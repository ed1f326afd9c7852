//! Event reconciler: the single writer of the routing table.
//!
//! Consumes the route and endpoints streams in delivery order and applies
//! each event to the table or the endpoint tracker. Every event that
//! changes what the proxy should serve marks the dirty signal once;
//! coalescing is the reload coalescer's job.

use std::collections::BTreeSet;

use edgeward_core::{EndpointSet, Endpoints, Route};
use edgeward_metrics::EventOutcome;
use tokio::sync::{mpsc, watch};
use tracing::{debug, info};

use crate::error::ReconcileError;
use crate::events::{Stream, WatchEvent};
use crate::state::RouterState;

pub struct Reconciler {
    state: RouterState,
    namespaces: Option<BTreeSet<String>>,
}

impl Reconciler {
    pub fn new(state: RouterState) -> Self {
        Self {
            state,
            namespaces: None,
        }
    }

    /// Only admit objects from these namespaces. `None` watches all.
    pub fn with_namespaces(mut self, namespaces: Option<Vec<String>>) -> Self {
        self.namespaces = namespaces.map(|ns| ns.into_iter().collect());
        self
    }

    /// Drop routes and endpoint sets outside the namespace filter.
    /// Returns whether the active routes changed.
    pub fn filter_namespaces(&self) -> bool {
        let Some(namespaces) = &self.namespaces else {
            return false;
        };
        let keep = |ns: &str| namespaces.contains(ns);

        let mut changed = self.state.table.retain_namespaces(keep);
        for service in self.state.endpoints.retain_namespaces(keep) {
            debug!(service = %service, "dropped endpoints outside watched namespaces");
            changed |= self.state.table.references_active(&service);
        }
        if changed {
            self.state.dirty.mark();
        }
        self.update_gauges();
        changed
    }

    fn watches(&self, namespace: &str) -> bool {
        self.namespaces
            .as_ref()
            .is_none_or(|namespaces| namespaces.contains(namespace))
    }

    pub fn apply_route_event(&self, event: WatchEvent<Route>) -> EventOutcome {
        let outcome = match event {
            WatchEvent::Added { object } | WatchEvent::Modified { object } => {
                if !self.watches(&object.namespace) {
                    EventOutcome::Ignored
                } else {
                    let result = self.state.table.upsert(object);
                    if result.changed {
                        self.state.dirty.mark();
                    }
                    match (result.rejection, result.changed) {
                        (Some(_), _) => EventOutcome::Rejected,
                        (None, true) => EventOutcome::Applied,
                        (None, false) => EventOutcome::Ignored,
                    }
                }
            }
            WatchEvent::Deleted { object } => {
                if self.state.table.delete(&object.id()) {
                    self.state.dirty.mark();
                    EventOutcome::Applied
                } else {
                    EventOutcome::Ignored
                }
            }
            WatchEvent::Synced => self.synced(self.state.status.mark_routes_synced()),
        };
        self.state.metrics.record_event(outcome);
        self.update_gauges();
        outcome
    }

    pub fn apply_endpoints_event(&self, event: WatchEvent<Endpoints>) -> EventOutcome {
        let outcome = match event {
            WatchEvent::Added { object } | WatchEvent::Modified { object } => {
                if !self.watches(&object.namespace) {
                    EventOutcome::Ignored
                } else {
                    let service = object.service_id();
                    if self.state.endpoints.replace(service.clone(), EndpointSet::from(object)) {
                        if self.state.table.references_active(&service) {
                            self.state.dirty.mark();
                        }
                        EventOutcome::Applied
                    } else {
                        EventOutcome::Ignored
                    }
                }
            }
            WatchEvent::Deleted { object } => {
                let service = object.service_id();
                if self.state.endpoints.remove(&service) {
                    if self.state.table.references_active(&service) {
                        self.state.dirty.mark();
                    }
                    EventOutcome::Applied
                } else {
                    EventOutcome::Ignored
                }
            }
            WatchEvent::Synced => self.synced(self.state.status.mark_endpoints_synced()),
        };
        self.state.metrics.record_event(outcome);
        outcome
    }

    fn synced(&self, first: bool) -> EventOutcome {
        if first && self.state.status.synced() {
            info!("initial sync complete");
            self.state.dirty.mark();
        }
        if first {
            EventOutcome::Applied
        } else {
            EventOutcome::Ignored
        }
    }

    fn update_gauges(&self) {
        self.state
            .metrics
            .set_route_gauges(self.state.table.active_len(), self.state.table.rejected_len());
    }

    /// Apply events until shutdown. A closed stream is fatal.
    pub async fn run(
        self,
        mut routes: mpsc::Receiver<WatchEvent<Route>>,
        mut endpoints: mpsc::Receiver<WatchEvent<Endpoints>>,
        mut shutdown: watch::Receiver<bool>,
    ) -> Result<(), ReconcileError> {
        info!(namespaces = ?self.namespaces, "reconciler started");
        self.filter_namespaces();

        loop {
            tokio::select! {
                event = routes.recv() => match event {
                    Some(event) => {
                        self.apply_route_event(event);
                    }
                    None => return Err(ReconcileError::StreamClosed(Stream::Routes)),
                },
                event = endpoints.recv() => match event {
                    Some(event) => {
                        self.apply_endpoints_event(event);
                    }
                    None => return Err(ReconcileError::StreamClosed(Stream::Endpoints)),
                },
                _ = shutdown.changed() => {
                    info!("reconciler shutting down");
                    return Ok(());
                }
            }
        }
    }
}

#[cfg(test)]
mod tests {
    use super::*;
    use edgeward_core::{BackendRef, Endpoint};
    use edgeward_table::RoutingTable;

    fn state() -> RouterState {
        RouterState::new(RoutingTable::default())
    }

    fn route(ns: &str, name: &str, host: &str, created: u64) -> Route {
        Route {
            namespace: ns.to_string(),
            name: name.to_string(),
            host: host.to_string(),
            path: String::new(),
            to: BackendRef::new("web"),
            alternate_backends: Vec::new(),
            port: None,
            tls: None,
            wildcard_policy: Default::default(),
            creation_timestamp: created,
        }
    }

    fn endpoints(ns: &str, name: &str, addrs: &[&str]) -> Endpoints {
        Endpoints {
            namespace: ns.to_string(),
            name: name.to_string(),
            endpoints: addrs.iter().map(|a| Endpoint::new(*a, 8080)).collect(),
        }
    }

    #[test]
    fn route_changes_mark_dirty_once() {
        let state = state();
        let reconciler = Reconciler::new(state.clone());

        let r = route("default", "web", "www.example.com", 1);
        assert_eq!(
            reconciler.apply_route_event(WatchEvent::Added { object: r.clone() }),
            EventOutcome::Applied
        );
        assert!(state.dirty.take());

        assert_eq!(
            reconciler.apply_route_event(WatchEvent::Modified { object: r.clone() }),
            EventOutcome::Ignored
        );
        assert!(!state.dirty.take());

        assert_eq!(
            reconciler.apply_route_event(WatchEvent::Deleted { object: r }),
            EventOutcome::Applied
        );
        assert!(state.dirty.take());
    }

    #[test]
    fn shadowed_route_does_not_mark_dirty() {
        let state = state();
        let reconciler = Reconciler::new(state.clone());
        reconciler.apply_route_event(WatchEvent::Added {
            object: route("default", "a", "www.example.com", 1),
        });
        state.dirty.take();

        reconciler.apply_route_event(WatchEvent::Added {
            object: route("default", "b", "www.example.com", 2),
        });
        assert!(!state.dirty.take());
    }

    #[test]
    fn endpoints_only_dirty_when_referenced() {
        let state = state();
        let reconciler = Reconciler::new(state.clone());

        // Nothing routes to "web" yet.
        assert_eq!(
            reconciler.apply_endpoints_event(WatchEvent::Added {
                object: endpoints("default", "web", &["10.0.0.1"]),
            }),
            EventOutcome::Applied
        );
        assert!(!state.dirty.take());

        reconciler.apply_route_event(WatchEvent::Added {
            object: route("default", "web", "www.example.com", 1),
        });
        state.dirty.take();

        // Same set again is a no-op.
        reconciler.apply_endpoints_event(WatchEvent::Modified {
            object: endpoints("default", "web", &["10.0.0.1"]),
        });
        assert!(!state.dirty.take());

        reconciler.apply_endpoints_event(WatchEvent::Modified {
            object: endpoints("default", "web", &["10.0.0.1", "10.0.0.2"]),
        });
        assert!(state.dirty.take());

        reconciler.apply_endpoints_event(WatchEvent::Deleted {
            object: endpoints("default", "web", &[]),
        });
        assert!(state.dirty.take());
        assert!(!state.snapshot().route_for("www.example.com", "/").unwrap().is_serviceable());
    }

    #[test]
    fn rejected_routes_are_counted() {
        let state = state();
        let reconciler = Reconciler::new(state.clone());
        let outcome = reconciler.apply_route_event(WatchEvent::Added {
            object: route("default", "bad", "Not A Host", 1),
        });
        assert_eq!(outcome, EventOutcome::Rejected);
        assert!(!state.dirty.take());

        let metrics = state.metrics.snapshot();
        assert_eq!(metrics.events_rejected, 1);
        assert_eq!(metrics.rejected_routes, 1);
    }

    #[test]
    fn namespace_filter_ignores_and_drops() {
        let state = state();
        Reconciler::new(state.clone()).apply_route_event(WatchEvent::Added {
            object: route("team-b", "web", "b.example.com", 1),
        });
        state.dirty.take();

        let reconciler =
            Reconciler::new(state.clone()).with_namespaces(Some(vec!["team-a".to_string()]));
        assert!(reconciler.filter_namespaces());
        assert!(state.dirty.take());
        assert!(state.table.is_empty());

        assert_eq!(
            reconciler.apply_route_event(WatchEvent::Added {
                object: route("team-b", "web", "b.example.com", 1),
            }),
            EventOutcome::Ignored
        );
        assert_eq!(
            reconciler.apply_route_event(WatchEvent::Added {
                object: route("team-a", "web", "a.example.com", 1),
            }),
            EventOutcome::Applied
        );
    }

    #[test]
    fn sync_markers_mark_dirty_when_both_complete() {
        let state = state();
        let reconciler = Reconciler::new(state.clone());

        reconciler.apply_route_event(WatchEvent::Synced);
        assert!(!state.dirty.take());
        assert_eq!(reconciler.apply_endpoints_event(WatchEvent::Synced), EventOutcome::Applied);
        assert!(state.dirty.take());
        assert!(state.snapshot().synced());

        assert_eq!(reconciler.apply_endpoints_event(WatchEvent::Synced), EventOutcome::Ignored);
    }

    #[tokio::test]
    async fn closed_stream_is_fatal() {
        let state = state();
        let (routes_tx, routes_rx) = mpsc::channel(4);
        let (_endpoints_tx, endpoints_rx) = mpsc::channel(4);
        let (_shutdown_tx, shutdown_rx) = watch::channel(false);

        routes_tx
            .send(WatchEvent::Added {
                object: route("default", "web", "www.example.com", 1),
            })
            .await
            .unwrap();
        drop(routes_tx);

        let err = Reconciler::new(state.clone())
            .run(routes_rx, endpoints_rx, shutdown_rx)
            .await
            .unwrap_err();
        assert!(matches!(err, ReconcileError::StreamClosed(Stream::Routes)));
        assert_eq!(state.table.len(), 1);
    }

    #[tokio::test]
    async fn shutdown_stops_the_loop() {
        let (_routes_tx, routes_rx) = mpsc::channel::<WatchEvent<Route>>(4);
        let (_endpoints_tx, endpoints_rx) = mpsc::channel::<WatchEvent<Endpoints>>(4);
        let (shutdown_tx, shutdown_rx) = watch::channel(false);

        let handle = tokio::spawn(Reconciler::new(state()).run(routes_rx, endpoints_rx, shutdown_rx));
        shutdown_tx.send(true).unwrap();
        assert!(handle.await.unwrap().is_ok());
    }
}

******************************

## Exercise brief
What number of lines in the records hold "Some"? Reply with that number alone.

## Answer for this exercise
5